[Stored data entries]
[Start of Attachment]
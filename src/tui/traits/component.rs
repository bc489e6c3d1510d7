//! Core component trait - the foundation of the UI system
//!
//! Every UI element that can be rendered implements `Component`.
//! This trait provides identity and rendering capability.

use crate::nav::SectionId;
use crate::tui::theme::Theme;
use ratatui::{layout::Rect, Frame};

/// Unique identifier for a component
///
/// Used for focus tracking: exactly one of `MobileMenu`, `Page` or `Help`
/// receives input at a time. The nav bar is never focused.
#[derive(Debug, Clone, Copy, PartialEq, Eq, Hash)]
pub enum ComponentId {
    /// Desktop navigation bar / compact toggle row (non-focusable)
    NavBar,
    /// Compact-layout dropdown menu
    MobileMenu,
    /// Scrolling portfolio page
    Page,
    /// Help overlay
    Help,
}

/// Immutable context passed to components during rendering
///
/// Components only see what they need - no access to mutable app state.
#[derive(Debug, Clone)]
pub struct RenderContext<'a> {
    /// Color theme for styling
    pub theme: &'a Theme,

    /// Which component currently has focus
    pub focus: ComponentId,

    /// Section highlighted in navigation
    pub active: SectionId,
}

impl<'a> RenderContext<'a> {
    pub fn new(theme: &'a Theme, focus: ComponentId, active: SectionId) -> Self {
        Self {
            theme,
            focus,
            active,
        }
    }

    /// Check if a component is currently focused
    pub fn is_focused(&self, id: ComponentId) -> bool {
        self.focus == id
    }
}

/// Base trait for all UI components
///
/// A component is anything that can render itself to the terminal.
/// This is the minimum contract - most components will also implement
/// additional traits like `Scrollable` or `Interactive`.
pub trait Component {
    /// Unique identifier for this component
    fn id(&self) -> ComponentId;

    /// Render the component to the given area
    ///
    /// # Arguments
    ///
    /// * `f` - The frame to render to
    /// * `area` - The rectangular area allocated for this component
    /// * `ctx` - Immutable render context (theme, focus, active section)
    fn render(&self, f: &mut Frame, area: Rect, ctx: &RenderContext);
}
[End of Attachment]
[Start of Attachment]
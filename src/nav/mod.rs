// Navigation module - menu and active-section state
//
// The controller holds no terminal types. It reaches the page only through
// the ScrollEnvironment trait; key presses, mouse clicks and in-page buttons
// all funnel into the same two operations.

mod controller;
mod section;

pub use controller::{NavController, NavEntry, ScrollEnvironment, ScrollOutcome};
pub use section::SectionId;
[End of Attachment]
[Start of Attachment]
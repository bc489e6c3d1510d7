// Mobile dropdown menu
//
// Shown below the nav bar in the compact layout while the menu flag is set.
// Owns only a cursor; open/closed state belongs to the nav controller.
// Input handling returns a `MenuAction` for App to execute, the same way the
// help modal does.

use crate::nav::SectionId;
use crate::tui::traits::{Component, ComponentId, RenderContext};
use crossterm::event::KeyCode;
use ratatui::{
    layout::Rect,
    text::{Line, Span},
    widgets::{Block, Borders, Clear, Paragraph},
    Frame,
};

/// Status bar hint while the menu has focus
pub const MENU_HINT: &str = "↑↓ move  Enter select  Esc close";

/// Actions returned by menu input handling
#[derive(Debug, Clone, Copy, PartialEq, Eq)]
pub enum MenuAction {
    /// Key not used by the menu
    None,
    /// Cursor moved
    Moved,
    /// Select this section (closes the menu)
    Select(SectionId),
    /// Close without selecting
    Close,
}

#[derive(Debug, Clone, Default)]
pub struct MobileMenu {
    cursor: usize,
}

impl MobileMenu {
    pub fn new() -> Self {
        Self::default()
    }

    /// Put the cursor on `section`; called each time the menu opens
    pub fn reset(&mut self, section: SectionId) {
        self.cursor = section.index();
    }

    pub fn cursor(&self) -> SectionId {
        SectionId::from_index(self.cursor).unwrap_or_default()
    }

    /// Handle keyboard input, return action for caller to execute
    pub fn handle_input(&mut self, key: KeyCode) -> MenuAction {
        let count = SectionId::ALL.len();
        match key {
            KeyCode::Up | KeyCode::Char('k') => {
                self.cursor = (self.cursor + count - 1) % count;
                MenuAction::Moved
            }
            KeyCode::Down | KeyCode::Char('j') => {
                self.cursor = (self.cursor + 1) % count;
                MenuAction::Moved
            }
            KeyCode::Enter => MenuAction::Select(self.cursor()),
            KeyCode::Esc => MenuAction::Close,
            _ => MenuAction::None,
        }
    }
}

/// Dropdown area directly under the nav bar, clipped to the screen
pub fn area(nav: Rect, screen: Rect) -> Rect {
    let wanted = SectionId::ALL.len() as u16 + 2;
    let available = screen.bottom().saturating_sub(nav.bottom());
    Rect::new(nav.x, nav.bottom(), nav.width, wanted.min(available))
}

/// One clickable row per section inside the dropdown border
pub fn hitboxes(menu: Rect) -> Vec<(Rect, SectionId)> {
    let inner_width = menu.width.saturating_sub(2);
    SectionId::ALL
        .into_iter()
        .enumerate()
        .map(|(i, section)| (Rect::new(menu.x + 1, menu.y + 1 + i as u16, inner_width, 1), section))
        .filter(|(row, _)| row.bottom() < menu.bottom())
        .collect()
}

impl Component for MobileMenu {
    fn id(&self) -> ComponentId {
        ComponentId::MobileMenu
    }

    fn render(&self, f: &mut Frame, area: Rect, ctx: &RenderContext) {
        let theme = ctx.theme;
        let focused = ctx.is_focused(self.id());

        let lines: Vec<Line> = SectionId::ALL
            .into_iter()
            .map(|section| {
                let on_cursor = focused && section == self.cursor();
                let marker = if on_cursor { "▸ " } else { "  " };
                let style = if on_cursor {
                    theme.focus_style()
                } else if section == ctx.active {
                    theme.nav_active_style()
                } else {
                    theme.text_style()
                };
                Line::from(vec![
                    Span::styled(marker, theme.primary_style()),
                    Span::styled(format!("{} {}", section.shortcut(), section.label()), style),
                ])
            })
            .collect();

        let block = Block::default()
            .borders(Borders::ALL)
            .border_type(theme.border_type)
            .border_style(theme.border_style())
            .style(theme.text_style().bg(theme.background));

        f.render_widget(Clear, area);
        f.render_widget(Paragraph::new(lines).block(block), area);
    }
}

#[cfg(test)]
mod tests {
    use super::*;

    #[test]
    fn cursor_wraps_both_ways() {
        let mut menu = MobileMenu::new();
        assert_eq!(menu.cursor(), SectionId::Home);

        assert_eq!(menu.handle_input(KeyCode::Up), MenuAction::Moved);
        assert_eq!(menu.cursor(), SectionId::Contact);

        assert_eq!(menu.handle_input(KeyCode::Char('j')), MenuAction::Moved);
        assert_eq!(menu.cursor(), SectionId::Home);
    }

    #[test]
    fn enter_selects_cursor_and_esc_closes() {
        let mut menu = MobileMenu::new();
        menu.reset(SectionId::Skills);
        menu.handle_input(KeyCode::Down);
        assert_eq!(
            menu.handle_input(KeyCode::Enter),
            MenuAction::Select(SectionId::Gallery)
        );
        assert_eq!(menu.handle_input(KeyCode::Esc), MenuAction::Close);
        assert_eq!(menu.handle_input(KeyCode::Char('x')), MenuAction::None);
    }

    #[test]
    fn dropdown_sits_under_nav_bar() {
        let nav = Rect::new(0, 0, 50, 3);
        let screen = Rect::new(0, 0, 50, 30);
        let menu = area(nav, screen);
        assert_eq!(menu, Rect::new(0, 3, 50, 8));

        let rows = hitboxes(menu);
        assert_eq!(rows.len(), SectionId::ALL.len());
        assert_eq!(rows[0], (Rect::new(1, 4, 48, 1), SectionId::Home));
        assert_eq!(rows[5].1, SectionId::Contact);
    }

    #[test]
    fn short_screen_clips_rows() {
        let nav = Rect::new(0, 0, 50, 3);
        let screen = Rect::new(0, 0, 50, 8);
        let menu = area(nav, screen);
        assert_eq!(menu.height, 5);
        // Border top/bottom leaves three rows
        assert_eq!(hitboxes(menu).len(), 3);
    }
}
[End of Attachment]
What the exercise asks
Please find all lines of the entries that hold the string "filename" and copy them.

Written response
filename src/tui/traits/component.rs
filename src/nav/mod.rs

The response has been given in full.